- INSTRUCTIONS FOR THE TASK: Transcribe the records word for word, leaving nothing out.

- SOURCE DATA:
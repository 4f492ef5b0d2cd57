//! Cryptographic error types.

use thiserror::Error;

/// Errors from key handling and signature checks.
#[derive(Debug, Clone, PartialEq, Eq, Error)]
pub enum CryptoError {
    /// Keypair bytes are the wrong length or the halves disagree.
    #[error("invalid keypair: {0}")]
    InvalidKeypair(String),

    /// Public key bytes are not a valid curve point.
    #[error("invalid public key")]
    InvalidPublicKey,

    /// Signature is not 64 bytes.
    #[error("signature must be 64 bytes, got {0}")]
    SignatureLength(usize),

    /// Signature does not verify for the key and message.
    #[error("signature verification failed")]
    VerificationFailed,
}
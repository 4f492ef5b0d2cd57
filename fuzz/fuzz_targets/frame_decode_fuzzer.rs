//! Fuzz target for frame and payload decoding
//!
//! Untrusted bytes from the network must never crash the decoder.
//!
//! # Strategy
//!
//! - Raw bytes: arbitrary input fed straight to `Frame::decode`
//! - Forged headers: valid magic and version with an arbitrary opcode, flags,
//!   and body so CBOR decoding is reached
//!
//! # Invariants
//!
//! - NEVER panic on any input
//! - A decoded frame re-encodes to exactly the input bytes
//! - A decoded payload survives encode -> decode unchanged

#![no_main]

use arbitrary::Arbitrary;
use custody_proto::{Frame, FrameFlags, FrameHeader, Opcode, Payload};
use libfuzzer_sys::fuzz_target;

#[derive(Debug, Arbitrary)]
enum FuzzInput {
    Raw(Vec<u8>),
    Forged { opcode: u8, flags: u16, request_id: u64, body: Vec<u8> },
}

fuzz_target!(|input: FuzzInput| {
    match input {
        FuzzInput::Raw(bytes) => check_raw(&bytes),
        FuzzInput::Forged { opcode, flags, request_id, body } => {
            let opcode = Opcode::try_from(opcode).unwrap_or(Opcode::FetchMaterial);
            let mut header = FrameHeader::new(opcode);
            header.set_flags(FrameFlags::from_bits_truncate(flags));
            header.set_request_id(request_id);

            let frame = Frame::new(header, body);
            if let Ok(bytes) = frame.to_vec() {
                check_raw(&bytes);
            }
        },
    }
});

fn check_raw(bytes: &[u8]) {
    let Ok(frame) = Frame::decode(bytes) else {
        return;
    };

    let reencoded = frame.to_vec().expect("decoded frame must re-encode");
    assert_eq!(reencoded, bytes, "frame round trip changed the bytes");

    let Ok(payload) = Payload::from_frame(&frame) else {
        return;
    };

    let request_id = frame.header.request_id();
    let again = payload.clone().into_frame(request_id).expect("decoded payload must re-encode");
    assert_eq!(again.header.request_id(), request_id);
    assert_eq!(Payload::from_frame(&again).expect("re-encoded payload must decode"), payload);
}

- ANSWER SPACE:
repository 4f492ef5b0d2cd57
//! Cryptographic error types.

use thiserror::Error;

/// Errors from key handling and signature checks.
#[derive(Debug, Clone, PartialEq, Eq, Error)]
pub enum CryptoError {
    /// Keypair bytes are the wrong length or the halves disagree.
    #[error("invalid keypair: {0}")]
    InvalidKeypair(String),

    /// Public key bytes are not a valid curve point.
    #[error("invalid public key")]
    InvalidPublicKey,

    /// Signature is not 64 bytes.
    #[error("signature must be 64 bytes, got {0}")]
    SignatureLength(usize),

    /// Signature does not verify for the key and message.
    #[error("signature verification failed")]
    VerificationFailed,
}
repository 4f492ef5b0d2cd57
filename fuzz/fuzz_targets/frame_decode_fuzzer.rs
//! Fuzz target for frame and payload decoding
//!
//! Untrusted bytes from the network must never crash the decoder.
//!
//! # Strategy
//!
//! - Raw bytes: arbitrary input fed straight to `Frame::decode`
//! - Forged headers: valid magic and version with an arbitrary opcode, flags,
//!   and body so CBOR decoding is reached
//!
//! # Invariants
//!
//! - NEVER panic on any input
//! - A decoded frame re-encodes to exactly the input bytes
//! - A decoded payload survives encode -> decode unchanged

#![no_main]

use arbitrary::Arbitrary;
use custody_proto::{Frame, FrameFlags, FrameHeader, Opcode, Payload};
use libfuzzer_sys::fuzz_target;

#[derive(Debug, Arbitrary)]
enum FuzzInput {
    Raw(Vec<u8>),
    Forged { opcode: u8, flags: u16, request_id: u64, body: Vec<u8> },
}

fuzz_target!(|input: FuzzInput| {
    match input {
        FuzzInput::Raw(bytes) => check_raw(&bytes),
        FuzzInput::Forged { opcode, flags, request_id, body } => {
            let opcode = Opcode::try_from(opcode).unwrap_or(Opcode::FetchMaterial);
            let mut header = FrameHeader::new(opcode);
            header.set_flags(FrameFlags::from_bits_truncate(flags));
            header.set_request_id(request_id);

            let frame = Frame::new(header, body);
            if let Ok(bytes) = frame.to_vec() {
                check_raw(&bytes);
            }
        },
    }
});

fn check_raw(bytes: &[u8]) {
    let Ok(frame) = Frame::decode(bytes) else {
        return;
    };

    let reencoded = frame.to_vec().expect("decoded frame must re-encode");
    assert_eq!(reencoded, bytes, "frame round trip changed the bytes");

    let Ok(payload) = Payload::from_frame(&frame) else {
        return;
    };

    let request_id = frame.header.request_id();
    let again = payload.clone().into_frame(request_id).expect("decoded payload must re-encode");
    assert_eq!(again.header.request_id(), request_id);
    assert_eq!(Payload::from_frame(&again).expect("re-encoded payload must decode"), payload);
}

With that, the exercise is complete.